Scenario for a patient at home in health and social care

Abstract: This paper describes and discusses the situation for a typical patient with multiple illnesses and how his case would benefit from improved coordination, communication, and collaboration among all involved care providers. The paper is built around a patient case pre- sented in a current scenario. The authors identified that for a single patient with several problems and diagnoses and the involvement of several care actors, the common issues concern lack of collaboration, lack of coordination, and awareness of what others have done to assess, plan, perform, and evaluate care. This presumably leads to a lack of care quality and a lack of effective use of care resources. The scenario and the findings are based on a patient-oriented perspective, on an analysis expressed in focus groups, and on interviews with key actors in health and social care.
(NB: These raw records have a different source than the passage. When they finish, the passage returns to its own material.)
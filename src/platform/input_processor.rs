//=========================================================================
// Input Processor
//=========================================================================
//
// Converts winit events into engine InputEvents.
//
// Architecture:
//   winit WindowEvent → InputProcessor → InputEvent → InputDevices
//
// Stateful cursor tracking: winit reports absolute cursor positions,
// the engine wants per-event deltas. The first position after the cursor
// enters the window yields no event. Unmapped keys are filtered
// (returns None).
//
//=========================================================================

//=== External Dependencies ===============================================

use winit::{
    dpi::PhysicalPosition,
    event::{ElementState, KeyEvent, MouseButton as WinitMouseButton, MouseScrollDelta},
    keyboard::{KeyCode as WinitKeyCode, PhysicalKey},
};

//=== Internal Dependencies ===============================================

use crate::core::input::event::{InputEvent, KeyCode, MouseButton};

/// Pixels per wheel line, for hosts reporting pixel deltas.
const PIXELS_PER_LINE: f64 = 40.0;

//=== InputProcessor ======================================================

/// Converts winit events to engine InputEvents.
pub(crate) struct InputProcessor {
    last_cursor: Option<PhysicalPosition<f64>>,
}

impl InputProcessor {
    //--- Construction -----------------------------------------------------

    pub(crate) fn new() -> Self {
        Self { last_cursor: None }
    }

    //--- Event Processing -------------------------------------------------

    /// Converts a winit KeyEvent (filters unmapped keys and key repeat).
    pub(crate) fn process_key_event(&self, key_event: &KeyEvent) -> Option<InputEvent> {
        if key_event.repeat {
            return None;
        }

        let PhysicalKey::Code(code) = key_event.physical_key else {
            return None;
        };

        self.process_key(KeyCode::from(code), key_event.state)
    }

    pub(crate) fn process_mouse_button(&self, button: WinitMouseButton, state: ElementState) -> InputEvent {
        let button = MouseButton::from(button);

        match state {
            ElementState::Pressed => InputEvent::MouseButtonDown(button),
            ElementState::Released => InputEvent::MouseButtonUp(button),
        }
    }

    /// Converts an absolute cursor position into a motion delta.
    pub(crate) fn process_cursor_moved(&mut self, position: PhysicalPosition<f64>) -> Option<InputEvent> {
        let previous = self.last_cursor.replace(position)?;

        let dx = (position.x - previous.x) as f32;
        let dy = (position.y - previous.y) as f32;
        if dx == 0.0 && dy == 0.0 {
            return None;
        }

        Some(InputEvent::MouseMoved { dx, dy })
    }

    /// Forgets the cursor position so re-entry does not produce a jump.
    pub(crate) fn process_cursor_left(&mut self) {
        self.last_cursor = None;
    }

    /// Converts a wheel event. Only the vertical component is reported.
    pub(crate) fn process_mouse_wheel(&self, delta: MouseScrollDelta) -> Option<InputEvent> {
        let delta = match delta {
            MouseScrollDelta::LineDelta(_, y) => y,
            MouseScrollDelta::PixelDelta(position) => (position.y / PIXELS_PER_LINE) as f32,
        };

        (delta != 0.0).then_some(InputEvent::MouseScrolled { delta })
    }

    //--- Internal Helpers -------------------------------------------------

    fn process_key(&self, key: KeyCode, state: ElementState) -> Option<InputEvent> {
        if key == KeyCode::Unidentified {
            return None;
        }

        Some(match state {
            ElementState::Pressed => InputEvent::KeyDown(key),
            ElementState::Released => InputEvent::KeyUp(key),
        })
    }
}

//=========================================================================
// Winit Conversions
//=========================================================================

/// Converts winit physical key codes to engine key codes.
///
/// Left and right modifier keys collapse onto one code. Unmapped keys
/// (F13-F24, numpad, media keys) return `KeyCode::Unidentified`.
impl From<WinitKeyCode> for KeyCode {
    fn from(code: WinitKeyCode) -> Self {
        use WinitKeyCode::*;
        match code {
            //--- Digits -------------------------------------------------------

            Digit0 => KeyCode::Digit0,
            Digit1 => KeyCode::Digit1,
            Digit2 => KeyCode::Digit2,
            Digit3 => KeyCode::Digit3,
            Digit4 => KeyCode::Digit4,
            Digit5 => KeyCode::Digit5,
            Digit6 => KeyCode::Digit6,
            Digit7 => KeyCode::Digit7,
            Digit8 => KeyCode::Digit8,
            Digit9 => KeyCode::Digit9,

            //--- Letters ------------------------------------------------------

            KeyA => KeyCode::KeyA,
            KeyB => KeyCode::KeyB,
            KeyC => KeyCode::KeyC,
            KeyD => KeyCode::KeyD,
            KeyE => KeyCode::KeyE,
            KeyF => KeyCode::KeyF,
            KeyG => KeyCode::KeyG,
            KeyH => KeyCode::KeyH,
            KeyI => KeyCode::KeyI,
            KeyJ => KeyCode::KeyJ,
            KeyK => KeyCode::KeyK,
            KeyL => KeyCode::KeyL,
            KeyM => KeyCode::KeyM,
            KeyN => KeyCode::KeyN,
            KeyO => KeyCode::KeyO,
            KeyP => KeyCode::KeyP,
            KeyQ => KeyCode::KeyQ,
            KeyR => KeyCode::KeyR,
            KeyS => KeyCode::KeyS,
            KeyT => KeyCode::KeyT,
            KeyU => KeyCode::KeyU,
            KeyV => KeyCode::KeyV,
            KeyW => KeyCode::KeyW,
            KeyX => KeyCode::KeyX,
            KeyY => KeyCode::KeyY,
            KeyZ => KeyCode::KeyZ,

            //--- Function Keys ------------------------------------------------

            F1 => KeyCode::F1,
            F2 => KeyCode::F2,
            F3 => KeyCode::F3,
            F4 => KeyCode::F4,
            F5 => KeyCode::F5,
            F6 => KeyCode::F6,
            F7 => KeyCode::F7,
            F8 => KeyCode::F8,
            F9 => KeyCode::F9,
            F10 => KeyCode::F10,
            F11 => KeyCode::F11,
            F12 => KeyCode::F12,

            //--- Arrows -------------------------------------------------------

            ArrowUp => KeyCode::ArrowUp,
            ArrowDown => KeyCode::ArrowDown,
            ArrowLeft => KeyCode::ArrowLeft,
            ArrowRight => KeyCode::ArrowRight,

            //--- Modifiers ----------------------------------------------------

            ControlLeft | ControlRight => KeyCode::Control,
            ShiftLeft | ShiftRight => KeyCode::Shift,
            AltLeft | AltRight => KeyCode::Alt,
            SuperLeft | SuperRight => KeyCode::Meta,

            //--- Special ------------------------------------------------------

            Space => KeyCode::Space,
            Enter => KeyCode::Enter,
            Escape => KeyCode::Escape,
            Tab => KeyCode::Tab,
            Backspace => KeyCode::Backspace,
            Delete => KeyCode::Delete,

            _ => KeyCode::Unidentified,
        }
    }
}

impl From<WinitMouseButton> for MouseButton {
    fn from(button: WinitMouseButton) -> Self {
        match button {
            WinitMouseButton::Left => MouseButton::Left,
            WinitMouseButton::Right => MouseButton::Right,
            WinitMouseButton::Middle => MouseButton::Middle,
            WinitMouseButton::Back => MouseButton::Back,
            WinitMouseButton::Forward => MouseButton::Forward,
            WinitMouseButton::Other(_) => MouseButton::Other,
        }
    }
}

//=========================================================================
// Tests
//=========================================================================

#[cfg(test)]
mod tests {
    use super::*;

    #[test]
    fn key_states_map_to_down_and_up() {
        let processor = InputProcessor::new();

        assert_eq!(
            processor.process_key(KeyCode::KeyS, ElementState::Pressed),
            Some(InputEvent::KeyDown(KeyCode::KeyS))
        );
        assert_eq!(
            processor.process_key(KeyCode::KeyS, ElementState::Released),
            Some(InputEvent::KeyUp(KeyCode::KeyS))
        );
    }

    #[test]
    fn unidentified_keys_are_filtered() {
        let processor = InputProcessor::new();

        assert_eq!(KeyCode::from(WinitKeyCode::F13), KeyCode::Unidentified);
        assert_eq!(processor.process_key(KeyCode::Unidentified, ElementState::Pressed), None);
    }

    #[test]
    fn keycode_conversion() {
        assert_eq!(KeyCode::from(WinitKeyCode::KeyA), KeyCode::KeyA);
        assert_eq!(KeyCode::from(WinitKeyCode::F12), KeyCode::F12);
        assert_eq!(KeyCode::from(WinitKeyCode::Enter), KeyCode::Enter);
        assert_eq!(KeyCode::from(WinitKeyCode::ControlRight), KeyCode::Control);
        assert_eq!(KeyCode::from(WinitKeyCode::SuperLeft), KeyCode::Meta);
    }

    #[test]
    fn mouse_button_conversion() {
        let processor = InputProcessor::new();

        assert_eq!(
            processor.process_mouse_button(WinitMouseButton::Back, ElementState::Pressed),
            InputEvent::MouseButtonDown(MouseButton::Back)
        );
        assert_eq!(MouseButton::from(WinitMouseButton::Other(9)), MouseButton::Other);
    }

    #[test]
    fn cursor_positions_become_deltas() {
        let mut processor = InputProcessor::new();

        assert_eq!(processor.process_cursor_moved(PhysicalPosition::new(100.0, 100.0)), None);
        assert_eq!(
            processor.process_cursor_moved(PhysicalPosition::new(110.0, 95.0)),
            Some(InputEvent::MouseMoved { dx: 10.0, dy: -5.0 })
        );
        assert_eq!(processor.process_cursor_moved(PhysicalPosition::new(110.0, 95.0)), None);
    }

    #[test]
    fn cursor_reentry_does_not_jump() {
        let mut processor = InputProcessor::new();
        processor.process_cursor_moved(PhysicalPosition::new(0.0, 0.0));

        processor.process_cursor_left();

        assert_eq!(processor.process_cursor_moved(PhysicalPosition::new(500.0, 500.0)), None);
    }

    #[test]
    fn wheel_reports_vertical_lines() {
        let processor = InputProcessor::new();

        assert_eq!(
            processor.process_mouse_wheel(MouseScrollDelta::LineDelta(0.0, -1.0)),
            Some(InputEvent::MouseScrolled { delta: -1.0 })
        );
        assert_eq!(
            processor.process_mouse_wheel(MouseScrollDelta::PixelDelta(PhysicalPosition::new(0.0, 80.0))),
            Some(InputEvent::MouseScrolled { delta: 2.0 })
        );
        assert_eq!(processor.process_mouse_wheel(MouseScrollDelta::LineDelta(3.0, 0.0)), None);
    }
}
The paper also discusses the fact that an increasing number of patients are treated in their homes by a variety of organizations, and how this fact raises new and more intense demands on the various stakeholders forming the care staff to collaborate and coordinate care. We point to the need for managers in and between organizations to agree on the ways of collaborating at the operational level. Most importantly, by taking a basic set of issues as the starting point for reasoning, we derived a set of related problems and suggest solutions to deal with these. The literature currently lacks scenario descriptions that put the patient’s situation into focus with respect to collaboration between health and social care. Finally, the paper presents a future case for collaboration including support by new e-services.